## TASK INSTRUCTIONS
Below are the records; give the number of their lines that contain the word "GameSession" and nothing more.
○ ○ ○ ○ ○ ○ ○
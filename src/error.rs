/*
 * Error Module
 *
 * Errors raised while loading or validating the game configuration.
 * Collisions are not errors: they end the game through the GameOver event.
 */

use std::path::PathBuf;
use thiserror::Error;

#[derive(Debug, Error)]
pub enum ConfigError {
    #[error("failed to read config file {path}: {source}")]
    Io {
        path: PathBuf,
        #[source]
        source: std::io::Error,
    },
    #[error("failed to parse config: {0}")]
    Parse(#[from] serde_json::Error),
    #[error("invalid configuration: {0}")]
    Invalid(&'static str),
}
○ ○ ○ ○ ○ ○ ○
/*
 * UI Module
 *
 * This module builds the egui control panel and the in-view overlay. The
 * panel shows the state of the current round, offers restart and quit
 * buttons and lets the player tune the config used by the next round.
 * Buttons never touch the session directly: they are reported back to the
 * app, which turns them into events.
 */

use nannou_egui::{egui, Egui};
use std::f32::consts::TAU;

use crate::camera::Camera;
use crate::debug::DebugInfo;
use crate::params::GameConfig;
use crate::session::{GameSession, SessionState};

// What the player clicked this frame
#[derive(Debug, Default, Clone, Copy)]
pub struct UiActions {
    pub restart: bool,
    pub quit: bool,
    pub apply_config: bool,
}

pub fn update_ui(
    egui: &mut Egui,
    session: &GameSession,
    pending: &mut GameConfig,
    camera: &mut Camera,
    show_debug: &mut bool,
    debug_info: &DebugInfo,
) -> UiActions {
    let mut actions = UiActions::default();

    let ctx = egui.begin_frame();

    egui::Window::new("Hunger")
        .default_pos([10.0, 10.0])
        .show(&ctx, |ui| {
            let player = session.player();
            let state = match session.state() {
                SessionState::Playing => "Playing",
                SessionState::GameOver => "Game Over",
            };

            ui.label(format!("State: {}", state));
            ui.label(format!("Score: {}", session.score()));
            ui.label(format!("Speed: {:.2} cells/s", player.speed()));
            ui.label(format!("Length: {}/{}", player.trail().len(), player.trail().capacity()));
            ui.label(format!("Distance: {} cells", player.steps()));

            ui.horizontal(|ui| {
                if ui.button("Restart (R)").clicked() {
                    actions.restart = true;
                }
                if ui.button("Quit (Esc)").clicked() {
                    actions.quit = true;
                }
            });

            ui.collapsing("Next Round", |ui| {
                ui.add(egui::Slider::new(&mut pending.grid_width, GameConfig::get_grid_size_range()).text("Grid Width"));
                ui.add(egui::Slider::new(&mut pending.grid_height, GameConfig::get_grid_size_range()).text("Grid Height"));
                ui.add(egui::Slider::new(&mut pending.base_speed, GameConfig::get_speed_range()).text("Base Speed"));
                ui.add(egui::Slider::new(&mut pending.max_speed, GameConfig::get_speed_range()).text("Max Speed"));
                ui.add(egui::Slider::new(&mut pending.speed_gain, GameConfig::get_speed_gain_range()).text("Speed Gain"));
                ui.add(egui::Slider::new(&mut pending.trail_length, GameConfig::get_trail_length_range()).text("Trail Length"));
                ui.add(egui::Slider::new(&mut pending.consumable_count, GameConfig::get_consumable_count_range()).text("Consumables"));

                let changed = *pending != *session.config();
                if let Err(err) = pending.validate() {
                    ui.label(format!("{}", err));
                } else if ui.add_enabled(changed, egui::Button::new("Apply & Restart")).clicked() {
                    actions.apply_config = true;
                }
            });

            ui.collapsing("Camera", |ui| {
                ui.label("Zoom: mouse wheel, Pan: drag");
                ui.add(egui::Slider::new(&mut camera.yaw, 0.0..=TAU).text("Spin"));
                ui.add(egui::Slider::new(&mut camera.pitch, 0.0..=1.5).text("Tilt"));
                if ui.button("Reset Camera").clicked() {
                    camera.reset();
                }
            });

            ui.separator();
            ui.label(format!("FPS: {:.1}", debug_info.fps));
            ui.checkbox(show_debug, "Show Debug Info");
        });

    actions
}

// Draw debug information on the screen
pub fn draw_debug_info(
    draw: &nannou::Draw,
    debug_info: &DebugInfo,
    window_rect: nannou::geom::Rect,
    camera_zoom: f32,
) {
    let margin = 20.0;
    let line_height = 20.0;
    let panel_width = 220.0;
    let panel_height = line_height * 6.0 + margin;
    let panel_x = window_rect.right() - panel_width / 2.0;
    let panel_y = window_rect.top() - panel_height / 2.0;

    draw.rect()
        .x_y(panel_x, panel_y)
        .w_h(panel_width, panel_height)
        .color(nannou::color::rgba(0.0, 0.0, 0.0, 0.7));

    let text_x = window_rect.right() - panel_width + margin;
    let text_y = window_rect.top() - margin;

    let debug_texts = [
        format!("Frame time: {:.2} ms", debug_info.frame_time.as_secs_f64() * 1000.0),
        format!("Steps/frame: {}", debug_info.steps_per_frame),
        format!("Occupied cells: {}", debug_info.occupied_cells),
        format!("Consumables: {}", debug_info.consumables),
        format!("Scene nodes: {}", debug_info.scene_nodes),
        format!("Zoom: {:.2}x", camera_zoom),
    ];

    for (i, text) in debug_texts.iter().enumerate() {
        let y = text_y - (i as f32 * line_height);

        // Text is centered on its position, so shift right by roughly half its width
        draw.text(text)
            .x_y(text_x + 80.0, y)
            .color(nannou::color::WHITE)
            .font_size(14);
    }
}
○ ○ ○ ○ ○ ○ ○
## SOLUTION TO THIS TASK
2